Grade III and IV diastolic dysfunction are called "restrictive filling dynamics". These are both severe forms of diastolic dysfunction, and patients tend to have advanced heart failure symptoms:

- Class III diastolic dysfunction patients will demonstrate reversal of their diastolic abnormalities on echocardiogram when they perform the Valsalva maneuver. This is referred to as "reversible restrictive diastolic dysfunction".

- Class IV diastolic dysfunction patients will not demonstrate reversibility of their echocardiogram abnormalities, and are therefore said to suffer from "fixed restrictive diastolic dysfunction".

The presence of either class III and IV diastolic dysfunction is associated with a significantly worse prognosis. These patients will have left atrial enlargement, and many will have a reduced left ventricular ejection fraction that indicates a combination of systolic and diastolic dysfunction.

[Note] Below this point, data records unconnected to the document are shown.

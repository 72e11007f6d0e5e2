//! Tests for the substitution matrices and the match/mismatch scheme.

use seqalign::{AlignError, MatchMismatch, Scorer, ScoringScheme, SubstitutionMatrix};
use test_case::test_case;

#[test_case(b'A', b'A', 4; "a_a")]
#[test_case(b'A', b'G', 0; "a_g")]
#[test_case(b'W', b'Y', 2; "w_y")]
#[test_case(b'W', b'W', 11; "w_w")]
#[test_case(b'C', b'G', -3; "c_g")]
#[test_case(b'C', b'T', -1; "c_t")]
#[test_case(b'G', b'T', -2; "g_t")]
#[test_case(b'A', b'-', -4; "a_gap")]
#[test_case(b'-', b'-', 1; "gap_gap")]
fn blosum62(a: u8, b: u8, expected: i32) -> Result<(), AlignError> {
    let blosum = SubstitutionMatrix::blosum62();
    assert_eq!(blosum.score(a, b)?, expected);
    assert_eq!(blosum.score(b, a)?, expected);
    Ok(())
}

#[test]
fn blosum62_unknown() {
    let blosum = SubstitutionMatrix::blosum62();
    assert_eq!(blosum.score(b'J', b'A'), Err(AlignError::UnknownSymbol { a: 'J', b: 'A' }));
    assert_eq!(blosum.score(b'a', b'a'), Err(AlignError::UnknownSymbol { a: 'a', b: 'a' }));
    assert_eq!(blosum.symbols().len(), 24);
}

#[test]
fn parse_asymmetric_table() -> Result<(), AlignError> {
    let table = "
           A   B
        A  2  -3
        B  5   1
    ";
    let matrix: SubstitutionMatrix = table.parse()?;

    assert_eq!(matrix.score(b'A', b'A')?, 2);
    assert_eq!(matrix.score(b'A', b'B')?, -3);
    assert_eq!(matrix.score(b'B', b'A')?, 5);
    assert_eq!(matrix.score(b'B', b'B')?, 1);
    assert_eq!(matrix.symbols(), b"AB");
    assert!(!matrix.is_symmetric());
    assert!(matrix.score(b'A', b'C').is_err());

    Ok(())
}

#[test]
fn parse_partial_table() -> Result<(), AlignError> {
    // Rows need not cover every header symbol.
    let matrix = SubstitutionMatrix::from_table("A C\nA 1 0\n")?;
    assert_eq!(matrix.score(b'A', b'C')?, 0);
    assert!(matrix.score(b'C', b'A').is_err());
    Ok(())
}

#[test_case(""; "empty")]
#[test_case("   \n  \n"; "blank")]
#[test_case("A C\nA 1\n"; "short_row")]
#[test_case("A C\nA 1 2 3\n"; "long_row")]
#[test_case("A C\nA 1 x\n"; "bad_score")]
#[test_case("AB C\nA 1 2\n"; "long_header_symbol")]
#[test_case("A C\nAC 1 2\n"; "long_row_symbol")]
fn parse_errors(table: &str) {
    assert!(matches!(SubstitutionMatrix::from_table(table), Err(AlignError::Parse(_))));
}

#[test]
fn with_score_overrides() -> Result<(), AlignError> {
    let matrix = SubstitutionMatrix::blosum62().with_score(b'A', b'W', 7);
    assert_eq!(matrix.score(b'A', b'W')?, 7);
    assert_eq!(matrix.score(b'W', b'A')?, -3);
    assert!(!matrix.is_symmetric());
    Ok(())
}

#[test_case(1, -1, b'A', b'A', 1; "dna_match")]
#[test_case(1, -1, b'A', b'C', -1; "dna_mismatch")]
#[test_case(2, -1, b'G', b'G', 2; "weighted_match")]
#[test_case(5, -4, b'T', b'G', -4; "weighted_mismatch")]
fn match_mismatch(match_score: i32, mismatch_score: i32, a: u8, b: u8, expected: i32) -> Result<(), AlignError> {
    let scorer = MatchMismatch::new(match_score, mismatch_score, "ACGT");
    assert_eq!(scorer.score(a, b)?, expected);
    Ok(())
}

#[test]
fn match_mismatch_alphabet() -> Result<(), AlignError> {
    let scorer = MatchMismatch::new(1, 0, "ABBA");
    assert_eq!(scorer.alphabet(), b"AB");
    assert_eq!(scorer.score(b'A', b'B')?, 0);
    assert_eq!(scorer.score(b'A', b'N'), Err(AlignError::UnknownSymbol { a: 'A', b: 'N' }));
    assert_eq!(scorer.score(b'-', b'A'), Err(AlignError::UnknownSymbol { a: '-', b: 'A' }));
    Ok(())
}

#[test]
fn match_mismatch_as_matrix() -> Result<(), AlignError> {
    let scorer = MatchMismatch::default();
    let matrix = SubstitutionMatrix::from(&scorer);

    assert!(matrix.is_symmetric());
    for &a in scorer.alphabet() {
        for &b in scorer.alphabet() {
            assert_eq!(matrix.score(a, b)?, scorer.score(a, b)?);
        }
    }
    assert!(matrix.score(b'N', b'A').is_err());

    Ok(())
}

#[test]
fn scheme_dispatch() -> Result<(), AlignError> {
    let scheme = ScoringScheme::default();
    assert_eq!(scheme.score(b'W', b'W')?, 11);

    let scheme = ScoringScheme::from(MatchMismatch::new(3, -2, "ACGT"));
    assert_eq!(scheme.score(b'A', b'A')?, 3);
    assert_eq!(scheme.score(b'A', b'C')?, -2);
    assert!(scheme.score(b'W', b'W').is_err());

    Ok(())
}

#[test]
fn scheme_serde() -> Result<(), serde_json::Error> {
    let scheme = ScoringScheme::from(MatchMismatch::new(1, -1, "AC"));
    let json = serde_json::to_string(&scheme)?;
    assert!(json.contains(r#""kind":"match_mismatch""#));

    let parsed: ScoringScheme = serde_json::from_str(&json)?;
    assert_eq!(parsed, scheme);
    Ok(())
}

Imaged volumetric definition of systolic heart performance is commonly accepted as ejection fraction. Volumetric definition of the heart in systole was first described by Adolph Fick as cardiac output. Fick may be readily and inexpensively inverted to cardiac input and injection fraction to mathematically describe diastole. Decline of injection fraction paired with decline of E/A ratio seems a stronger argument in support of a mathematical definition of diastolic heart failure.

Another parameter to assess diastolic function is the , which is the ratio of mitral peak velocity of early filling (E) to early diastolic mitral annular velocity (E'). Diastolic dysfunction is assumed when the E/E' ratio exceed 15.